=== EXERCISE DETAILS ===
Copy out the first line of the listing and every line after it, exactly, until you have copied the line containing "fn parse_params<T: DeserializeOwned".

=== TASK DATA ===
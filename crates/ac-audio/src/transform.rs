use ac_core::config::TransformConfig;
use ac_core::frame::{FeatureShape, Spectrogram};
use serde::de::DeserializeOwned;

use crate::error::AudioError;
use crate::mel::{MelParams, MelSpectrogram};
use crate::mfcc::{Mfcc, MfccParams};

/// Transform names accepted in `runtime.transform.name`.
#[derive(Clone, Copy, Debug, PartialEq, Eq)]
pub enum TransformKind {
    Mel,
    Mfcc,
}

impl TransformKind {
    /// Look up a transform by configuration name.
    ///
    /// # Errors
    /// Returns `AudioError::UnknownTransform` for any other name.
    pub fn from_name(name: &str) -> Result<Self, AudioError> {
        match name.trim() {
            "mel" => Ok(Self::Mel),
            "mfcc" => Ok(Self::Mfcc),
            other => Err(AudioError::UnknownTransform(other.to_string())),
        }
    }

    #[must_use]
    pub fn name(self) -> &'static str {
        match self {
            Self::Mel => "mel",
            Self::Mfcc => "mfcc",
        }
    }
}

/// The spectral transform of a run.
///
/// Built once from the configuration at the configured sample rate, then
/// shared read-only by every loader worker.
///
/// # Example
/// ```
/// use ac_audio::transform::SpectralTransform;
/// use ac_core::config::TransformConfig;
/// let config = TransformConfig { name: "mel".into(), params: serde_yaml::Value::Null };
/// let transform = SpectralTransform::from_config(&config, 16000).unwrap();
/// assert_eq!(transform.output_shape(64000).bins, 128);
/// ```
#[derive(Debug)]
pub enum SpectralTransform {
    Mel(MelSpectrogram),
    Mfcc(Mfcc),
}

fn parse_params<T: DeserializeOwned + Default>(
    transform: &'static str,
    params: &serde_yaml::Value,
) -> Result<T, AudioError> {
    if params.is_null() {
        return Ok(T::default());
    }
    serde_yaml::from_value(params.clone()).map_err(|e| AudioError::InvalidParams {
        transform,
        reason: e.to_string(),
    })
}

impl SpectralTransform {
    /// Build the transform named in `config`.
    ///
    /// # Errors
    /// - `UnknownTransform` if the name is not `mel` or `mfcc`.
    /// - `InvalidParams` if the parameter mapping does not fit the transform.
    pub fn from_config(config: &TransformConfig, sample_rate: u32) -> Result<Self, AudioError> {
        let transform = match TransformKind::from_name(&config.name)? {
            TransformKind::Mel => {
                let params: MelParams = parse_params("mel", &config.params)?;
                Self::Mel(MelSpectrogram::new(params, sample_rate)?)
            }
            TransformKind::Mfcc => {
                let params: MfccParams = parse_params("mfcc", &config.params)?;
                Self::Mfcc(Mfcc::new(params, sample_rate)?)
            }
        };
        log::info!("Transform '{}' ready @ {sample_rate}Hz", transform.kind().name());
        Ok(transform)
    }

    #[must_use]
    pub fn kind(&self) -> TransformKind {
        match self {
            Self::Mel(_) => TransformKind::Mel,
            Self::Mfcc(_) => TransformKind::Mfcc,
        }
    }

    /// Feature shape for a waveform of `num_samples`, without computing it.
    #[must_use]
    pub fn output_shape(&self, num_samples: usize) -> FeatureShape {
        match self {
            Self::Mel(t) => t.output_shape(num_samples),
            Self::Mfcc(t) => t.output_shape(num_samples),
        }
    }

    /// Apply the transform to a normalized waveform.
    ///
    /// # Errors
    /// Propagates STFT failures.
    pub fn apply(&self, samples: &[f32]) -> Result<Spectrogram, AudioError> {
        match self {
            Self::Mel(t) => t.apply(samples),
            Self::Mfcc(t) => t.apply(samples),
        }
    }
}

#[cfg(test)]
mod tests {
    use super::*;

    fn config(name: &str, params: &str) -> TransformConfig {
        TransformConfig {
            name: name.into(),
            params: serde_yaml::from_str(params).unwrap(),
        }
    }

    #[test]
    fn unknown_name_is_rejected() {
        let err = SpectralTransform::from_config(&config("cqt", "~"), 16000).unwrap_err();
        assert!(matches!(err, AudioError::UnknownTransform(ref n) if n == "cqt"));
        assert_eq!(err.to_string(), "Transform not found: cqt");
    }

    #[test]
    fn empty_mapping_uses_defaults() {
        let t = SpectralTransform::from_config(&config("mel", "{}"), 16000).unwrap();
        assert_eq!(t.kind(), TransformKind::Mel);
        assert_eq!(t.output_shape(64000), FeatureShape::new(128, 321));
    }

    #[test]
    fn params_are_forwarded() {
        let t = SpectralTransform::from_config(
            &config("mel", "{ n_fft: 1024, hop_length: 512, n_mels: 64 }"),
            22050,
        )
        .unwrap();
        assert_eq!(t.output_shape(22050), FeatureShape::new(64, 1 + 22050 / 512));

        let t = SpectralTransform::from_config(
            &config("mfcc", "{ n_mfcc: 20, melkwargs: { n_mels: 40 } }"),
            16000,
        )
        .unwrap();
        assert_eq!(t.output_shape(16000).bins, 20);
    }

    #[test]
    fn unknown_param_is_rejected() {
        let err =
            SpectralTransform::from_config(&config("mel", "{ n_melz: 64 }"), 16000).unwrap_err();
        assert!(matches!(err, AudioError::InvalidParams { transform: "mel", .. }));
    }

    #[test]
    fn shape_prediction_matches_output() {
        let t = SpectralTransform::from_config(&config("mfcc", "{ n_mfcc: 13 }"), 8000).unwrap();
        let samples = vec![0.1f32; 8000];
        assert_eq!(t.apply(&samples).unwrap().shape(), t.output_shape(8000));
    }
}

=== EXERCISE RESPONSE ===
filename crates/ac-audio/src/transform.rs
use ac_core::config::TransformConfig;
use ac_core::frame::{FeatureShape, Spectrogram};
use serde::de::DeserializeOwned;

use crate::error::AudioError;
use crate::mel::{MelParams, MelSpectrogram};
use crate::mfcc::{Mfcc, MfccParams};

/// Transform names accepted in `runtime.transform.name`.
#[derive(Clone, Copy, Debug, PartialEq, Eq)]
pub enum TransformKind {
    Mel,
    Mfcc,
}

impl TransformKind {
    /// Look up a transform by configuration name.
    ///
    /// # Errors
    /// Returns `AudioError::UnknownTransform` for any other name.
    pub fn from_name(name: &str) -> Result<Self, AudioError> {
        match name.trim() {
            "mel" => Ok(Self::Mel),
            "mfcc" => Ok(Self::Mfcc),
            other => Err(AudioError::UnknownTransform(other.to_string())),
        }
    }

    #[must_use]
    pub fn name(self) -> &'static str {
        match self {
            Self::Mel => "mel",
            Self::Mfcc => "mfcc",
        }
    }
}

/// The spectral transform of a run.
///
/// Built once from the configuration at the configured sample rate, then
/// shared read-only by every loader worker.
///
/// # Example
/// ```
/// use ac_audio::transform::SpectralTransform;
/// use ac_core::config::TransformConfig;
/// let config = TransformConfig { name: "mel".into(), params: serde_yaml::Value::Null };
/// let transform = SpectralTransform::from_config(&config, 16000).unwrap();
/// assert_eq!(transform.output_shape(64000).bins, 128);
/// ```
#[derive(Debug)]
pub enum SpectralTransform {
    Mel(MelSpectrogram),
    Mfcc(Mfcc),
}

fn parse_params<T: DeserializeOwned + Default>(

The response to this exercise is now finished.